ACTION ITEM – Find out how many lines of the listing below include "Multiple" and report only that number.

MATERIAL PROVIDED –
= = = = =
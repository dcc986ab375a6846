//! Request bodies for the v2 API endpoints.
//!
//! Each endpoint has one fixed request shape. The API treats absent and empty
//! fields differently, so optional members are skipped entirely when empty
//! rather than serialized as `""` or `[]`.

use serde::{Deserialize, Serialize};

// ── /v2/node ──────────────────────────────────────────────────────

/// Property lookup over a set of nodes.
#[derive(Debug, Clone, PartialEq, Eq, Serialize, Deserialize)]
pub struct NodeRequest {
    pub nodes: Vec<String>,
    /// Direction-qualified property expression, e.g. `"->name"` or
    /// `"->[name,latitude]"`.
    pub property: String,
}

// ── /v2/observation ───────────────────────────────────────────────

/// Selects nodes on one axis of an observation query, either by explicit
/// dcids or by a graph expression.
#[derive(Debug, Clone, Default, PartialEq, Eq, Serialize, Deserialize)]
pub struct ObservationSelector {
    #[serde(default, skip_serializing_if = "Vec::is_empty")]
    pub dcids: Vec<String>,
    #[serde(default, skip_serializing_if = "String::is_empty")]
    pub expression: String,
}

impl ObservationSelector {
    pub fn dcids(dcids: impl IntoIterator<Item = impl Into<String>>) -> Self {
        Self {
            dcids: dcids.into_iter().map(Into::into).collect(),
            expression: String::new(),
        }
    }

    pub fn expression(expression: impl Into<String>) -> Self {
        Self {
            dcids: Vec::new(),
            expression: expression.into(),
        }
    }

    pub fn is_empty(&self) -> bool {
        self.dcids.is_empty() && self.expression.is_empty()
    }
}

/// Date constraint on an observation query.
///
/// Serialized untagged: a single date as a string, several as a list, and
/// [`ObservationDate::All`] by omitting the field entirely.
#[derive(Debug, Clone, Default, PartialEq, Eq, Serialize, Deserialize)]
#[serde(untagged)]
pub enum ObservationDate {
    /// No date constraint; the field is left out of the request.
    #[default]
    All,
    Single(String),
    Multiple(Vec<String>),
}

impl ObservationDate {
    /// True when no usable constraint is present; such dates are omitted.
    pub fn is_empty(&self) -> bool {
        match self {
            Self::All => true,
            Self::Single(d) => d.is_empty(),
            Self::Multiple(dates) => dates.is_empty(),
        }
    }
}

impl From<&str> for ObservationDate {
    fn from(date: &str) -> Self {
        if date.is_empty() {
            Self::All
        } else {
            Self::Single(date.to_string())
        }
    }
}

impl From<Vec<String>> for ObservationDate {
    fn from(dates: Vec<String>) -> Self {
        if dates.is_empty() {
            Self::All
        } else {
            Self::Multiple(dates)
        }
    }
}

/// Facet-level filter on an observation query.
#[derive(Debug, Clone, Default, PartialEq, Eq, Serialize, Deserialize)]
pub struct ObservationFilter {
    #[serde(default, skip_serializing_if = "Vec::is_empty")]
    pub facet_ids: Vec<String>,
    #[serde(default, skip_serializing_if = "Vec::is_empty")]
    pub domains: Vec<String>,
}

impl ObservationFilter {
    pub fn is_empty(&self) -> bool {
        self.facet_ids.is_empty() && self.domains.is_empty()
    }
}

/// Observation query over variables and entities.
#[derive(Debug, Clone, Default, PartialEq, Serialize, Deserialize)]
pub struct ObservationRequest {
    /// Columns to return, e.g. `["variable", "entity", "date", "value"]`.
    pub select: Vec<String>,
    #[serde(default, skip_serializing_if = "ObservationSelector::is_empty")]
    pub variable: ObservationSelector,
    #[serde(default, skip_serializing_if = "ObservationSelector::is_empty")]
    pub entity: ObservationSelector,
    #[serde(default, skip_serializing_if = "ObservationDate::is_empty")]
    pub date: ObservationDate,
    #[serde(default, skip_serializing_if = "Option::is_none")]
    pub filter: Option<ObservationFilter>,
}

// ── /v2/resolve ───────────────────────────────────────────────────

/// Entity resolution request.
#[derive(Debug, Clone, PartialEq, Eq, Serialize, Deserialize)]
pub struct ResolveRequest {
    pub nodes: Vec<String>,
    /// Either a single direction-qualified property (`"<-description"`) or a
    /// composed from/to expression (`"<-description->dcid"`).
    pub property: String,
}

// ── /v2/sparql ────────────────────────────────────────────────────

/// Structured query request.
#[derive(Debug, Clone, PartialEq, Eq, Serialize, Deserialize)]
pub struct QueryRequest {
    pub query: String,
}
= = = = =
YOUR RESPONSE – 3